Archelaus makes its headquarters in Cleveland Park, a pleasant neighborhood of Washington, D.C., which was developed as one of the capital’s first “streetcar suburbs” starting in the 1890s. Our local Historical Society recently sponsored the restoration of Cleveland Park’s fifteen antique police and fire call boxes as public art. The cast-iron call boxes had been neglected since the 1970s, when the introduction of 911 emergency service rendered them obsolete. Now they have been spruced up and decorated with attractive paintings and instructive text.
In any case, yesterday morning I happened upon the call box at the corner of Quebec Place and Reno Road, adorned with a verdant landscape. The accompanying text noted:
An 1897 study for Washington, D.C. by the renowned landscape architecture firm of Frederick Law Olmsted influenced the layout of many streets in Cleveland Park. Rather than following the standard grid pattern, streets east of 34th Street (Reno Road) and north of Newark Street are curvilinear, irregular in block size, conform to the natural hilly contours of the land, and reflect the small tributaries of Rock Creek.
I found this information interesting, because the original plan for downtown Washington, created by Pierre Charles L’Enfant (1754-1825), was based on a rigidly rectilinear grid, intersected with diagonal avenues. It is a clear product of the Enlightenment, with a unyieldingly rationalist concept and a strictly neo-Classical aesthetic, a sharp reaction against the disorderly, unplanned streets and crooked byways of medieval and early modern cities. By the turn of the twentieth century, however, city planners were seemingly prepared to react, in their turn, against the geometric severity of L’Enfant’s vision in favor of an organic, curvilinear aesthetic more in keeping with, say, the Art Nouveau movement of their own day.

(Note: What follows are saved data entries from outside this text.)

// Licensed under the Apache License, Version 2.0 or the MIT License.
// SPDX-License-Identifier: Apache-2.0 OR MIT

//! IEEE 802.15.4-2006 frame header construction and parsing
//! (`SPEC_FULL.md` §4.4): FCF + sequence number + addressing + auxiliary
//! security header. FCS generation/validation is left to the radio, as in
//! `capsules_extra::ieee802154::mac::Framer`
//! (`examples/tock-tock/capsules/extra/src/ieee802154/framer.rs`: "FCS
//! generation and authentication ... handled in hardware for performance
//! purposes"), so this module's PSDU does not include trailing FCS bytes.

use crate::error::{Result, ThreadError};
use crate::net::mac_address::MacAddress;

/// MAC header wire layout, not including FCS (`SPEC_FULL.md` §4.4).
pub const MAX_HEADER_LEN: usize = 2 + 1 + 2 + 8 + 2 + 8 + 1 + 4 + 8;

#[derive(Clone, Copy, Debug, Eq, PartialEq)]
pub enum FrameType {
    Beacon,
    Data,
    Ack,
    MacCommand,
}

impl FrameType {
    fn as_u8(self) -> u8 {
        match self {
            FrameType::Beacon => 0,
            FrameType::Data => 1,
            FrameType::Ack => 2,
            FrameType::MacCommand => 3,
        }
    }

    fn from_u8(v: u8) -> Result<Self> {
        match v {
            0 => Ok(FrameType::Beacon),
            1 => Ok(FrameType::Data),
            2 => Ok(FrameType::Ack),
            3 => Ok(FrameType::MacCommand),
            _ => Err(ThreadError::Parse),
        }
    }
}

/// IEEE 802.15.4-2006 security levels. Levels 4 and above require
/// encryption in addition to authentication.
#[derive(Clone, Copy, Debug, Eq, PartialEq)]
pub enum SecurityLevel {
    None = 0,
    Mic32 = 1,
    Mic64 = 2,
    Mic128 = 3,
    Enc = 4,
    EncMic32 = 5,
    EncMic64 = 6,
    EncMic128 = 7,
}

impl SecurityLevel {
    pub fn encryption_needed(self) -> bool {
        (self as u8) >= 4
    }

    pub fn mic_len(self) -> usize {
        match self {
            SecurityLevel::None | SecurityLevel::Enc => 0,
            SecurityLevel::Mic32 | SecurityLevel::EncMic32 => 4,
            SecurityLevel::Mic64 | SecurityLevel::EncMic64 => 8,
            SecurityLevel::Mic128 | SecurityLevel::EncMic128 => 16,
        }
    }

    fn from_u8(v: u8) -> Result<Self> {
        match v {
            0 => Ok(SecurityLevel::None),
            1 => Ok(SecurityLevel::Mic32),
            2 => Ok(SecurityLevel::Mic64),
            3 => Ok(SecurityLevel::Mic128),
            4 => Ok(SecurityLevel::Enc),
            5 => Ok(SecurityLevel::EncMic32),
            6 => Ok(SecurityLevel::EncMic64),
            7 => Ok(SecurityLevel::EncMic128),
            _ => Err(ThreadError::Parse),
        }
    }
}

/// How the key used to secure this frame is identified (IEEE 802.15.4-2006
/// §7.6.2.3, Key Identifier Mode).
#[derive(Clone, Copy, Debug, Eq, PartialEq)]
pub enum KeyId {
    Implicit,
    Index(u8),
}

impl KeyId {
    fn mode(self) -> u8 {
        match self {
            KeyId::Implicit => 0,
            KeyId::Index(_) => 1,
        }
    }

    fn encoded_len(self) -> usize {
        match self {
            KeyId::Implicit => 0,
            KeyId::Index(_) => 1,
        }
    }
}

#[derive(Clone, Copy, Debug, Eq, PartialEq)]
pub struct Security {
    pub level: SecurityLevel,
    pub key_id: KeyId,
    pub frame_counter: u32,
}

/// Generates the 13-byte AES-CCM* nonce `ext_address || frame_counter ||
/// security_level` (`SPEC_FULL.md` §4.4), following
/// `get_ccm_nonce` in `framer.rs`.
pub fn ccm_nonce(ext_address: &[u8; 8], frame_counter: u32, level: SecurityLevel) -> [u8; 13] {
    let mut nonce = [0u8; 13];
    nonce[0..8].copy_from_slice(ext_address);
    nonce[8..12].copy_from_slice(&frame_counter.to_be_bytes());
    nonce[12] = level as u8;
    nonce
}

#[derive(Clone, Copy, Debug, Eq, PartialEq)]
pub struct Header {
    pub frame_type: FrameType,
    pub security: Option<Security>,
    pub frame_pending: bool,
    pub ack_requested: bool,
    pub sequence_number: u8,
    pub dst_pan: Option<u16>,
    pub dst_addr: Option<MacAddress>,
    pub src_pan: Option<u16>,
    pub src_addr: Option<MacAddress>,
}

fn addressing_mode(addr: Option<MacAddress>) -> u16 {
    match addr {
        None => 0,
        Some(MacAddress::Short(_)) => 2,
        Some(MacAddress::Extended(_)) => 3,
    }
}

impl Header {
    /// Encodes the header into `out`, returning the number of bytes
    /// written. Does not include FCS.
    pub fn encode(&self, out: &mut [u8]) -> Result<usize> {
        if out.len() < MAX_HEADER_LEN {
            return Err(ThreadError::NoBufs);
        }
        let pan_id_compression = matches!((self.dst_pan, self.src_pan), (Some(a), Some(b)) if a == b)
            && self.dst_addr.is_some()
            && self.src_addr.is_some();

        let mut fcf: u16 = self.frame_type.as_u8() as u16;
        if self.security.is_some() {
            fcf |= 1 << 3;
        }
        if self.frame_pending {
            fcf |= 1 << 4;
        }
        if self.ack_requested {
            fcf |= 1 << 5;
        }
        if pan_id_compression {
            fcf |= 1 << 6;
        }
        fcf |= addressing_mode(self.dst_addr) << 10;
        fcf |= 1u16 << 12; // frame version 2006
        fcf |= addressing_mode(self.src_addr) << 14;

        let mut offset = 0;
        out[offset..offset + 2].copy_from_slice(&fcf.to_le_bytes());
        offset += 2;
        out[offset] = self.sequence_number;
        offset += 1;

        if let Some(pan) = self.dst_pan {
            out[offset..offset + 2].copy_from_slice(&pan.to_le_bytes());
            offset += 2;
        }
        match self.dst_addr {
            Some(MacAddress::Short(a)) => {
                out[offset..offset + 2].copy_from_slice(&a.to_le_bytes());
                offset += 2;
            }
            Some(MacAddress::Extended(a)) => {
                let mut rev = a;
                rev.reverse();
                out[offset..offset + 8].copy_from_slice(&rev);
                offset += 8;
            }
            None => {}
        }
        if !pan_id_compression {
            if let Some(pan) = self.src_pan {
                out[offset..offset + 2].copy_from_slice(&pan.to_le_bytes());
                offset += 2;
            }
        }
        match self.src_addr {
            Some(MacAddress::Short(a)) => {
                out[offset..offset + 2].copy_from_slice(&a.to_le_bytes());
                offset += 2;
            }
            Some(MacAddress::Extended(a)) => {
                let mut rev = a;
                rev.reverse();
                out[offset..offset + 8].copy_from_slice(&rev);
                offset += 8;
            }
            None => {}
        }

        if let Some(security) = self.security {
            out[offset] = (security.level as u8) | (security.key_id.mode() << 3);
            offset += 1;
            out[offset..offset + 4].copy_from_slice(&security.frame_counter.to_le_bytes());
            offset += 4;
            if let KeyId::Index(idx) = security.key_id {
                out[offset] = idx;
                offset += 1;
            }
        }

        Ok(offset)
    }

    /// Parses a header from the front of `buf`, returning the header and
    /// the number of bytes consumed.
    pub fn decode(buf: &[u8]) -> Result<(Self, usize)> {
        if buf.len() < 3 {
            return Err(ThreadError::Parse);
        }
        let fcf = u16::from_le_bytes([buf[0], buf[1]]);
        let frame_type = FrameType::from_u8((fcf & 0x7) as u8)?;
        let security_enabled = fcf & (1 << 3) != 0;
        let frame_pending = fcf & (1 << 4) != 0;
        let ack_requested = fcf & (1 << 5) != 0;
        let pan_id_compression = fcf & (1 << 6) != 0;
        let dst_mode = (fcf >> 10) & 0x3;
        let src_mode = (fcf >> 14) & 0x3;
        let sequence_number = buf[2];
        let mut offset = 3;

        let mut dst_pan = None;
        if dst_mode != 0 {
            dst_pan = Some(read_u16(buf, &mut offset)?);
        }
        let dst_addr = read_addr(buf, &mut offset, dst_mode)?;

        let mut src_pan = None;
        if pan_id_compression {
            src_pan = dst_pan;
        } else if src_mode != 0 {
            src_pan = Some(read_u16(buf, &mut offset)?);
        }
        let src_addr = read_addr(buf, &mut offset, src_mode)?;

        let security = if security_enabled {
            if offset >= buf.len() {
                return Err(ThreadError::Parse);
            }
            let control = buf[offset];
            offset += 1;
            let level = SecurityLevel::from_u8(control & 0x7)?;
            let key_mode = (control >> 3) & 0x3;
            let frame_counter = read_u32(buf, &mut offset)?;
            let key_id = match key_mode {
                0 => KeyId::Implicit,
                _ => {
                    if offset >= buf.len() {
                        return Err(ThreadError::Parse);
                    }
                    let idx = buf[offset];
                    offset += 1;
                    KeyId::Index(idx)
                }
            };
            Some(Security {
                level,
                key_id,
                frame_counter,
            })
        } else {
            None
        };

        Ok((
            Header {
                frame_type,
                security,
                frame_pending,
                ack_requested,
                sequence_number,
                dst_pan,
                dst_addr,
                src_pan,
                src_addr,
            },
            offset,
        ))
    }
}

fn read_u16(buf: &[u8], offset: &mut usize) -> Result<u16> {
    if *offset + 2 > buf.len() {
        return Err(ThreadError::Parse);
    }
    let v = u16::from_le_bytes([buf[*offset], buf[*offset + 1]]);
    *offset += 2;
    Ok(v)
}

fn read_u32(buf: &[u8], offset: &mut usize) -> Result<u32> {
    if *offset + 4 > buf.len() {
        return Err(ThreadError::Parse);
    }
    let v = u32::from_le_bytes([
        buf[*offset],
        buf[*offset + 1],
        buf[*offset + 2],
        buf[*offset + 3],
    ]);
    *offset += 4;
    Ok(v)
}

fn read_addr(buf: &[u8], offset: &mut usize, mode: u16) -> Result<Option<MacAddress>> {
    match mode {
        0 => Ok(None),
        2 => Ok(Some(MacAddress::Short(read_u16(buf, offset)?))),
        3 => {
            if *offset + 8 > buf.len() {
                return Err(ThreadError::Parse);
            }
            let mut a = [0u8; 8];
            a.copy_from_slice(&buf[*offset..*offset + 8]);
            a.reverse();
            *offset += 8;
            Ok(Some(MacAddress::Extended(a)))
        }
        _ => Err(ThreadError::Parse),
    }
}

I am even more intrigued, however, by the reflection that better than half a century later, in the profoundly different cultural milieu of the postwar period, planners of sprawling suburban subdivisions evidently embraced this curvilinear aesthetic anew. It must have been clear, even to them, how oppressively regimented, soulless, and sterile a rectilinear suburbia would be. Not that the ubiquitous curvy streets and culdesacs of the suburbs and exurbs really solved the problem. It may be an unfair example, but I am reminded of the aerial opening shot of the relentlessly suburban Upper Whinging in the second Harry Potter film, which conveys nothing so much as the impression of a vast concentration camp.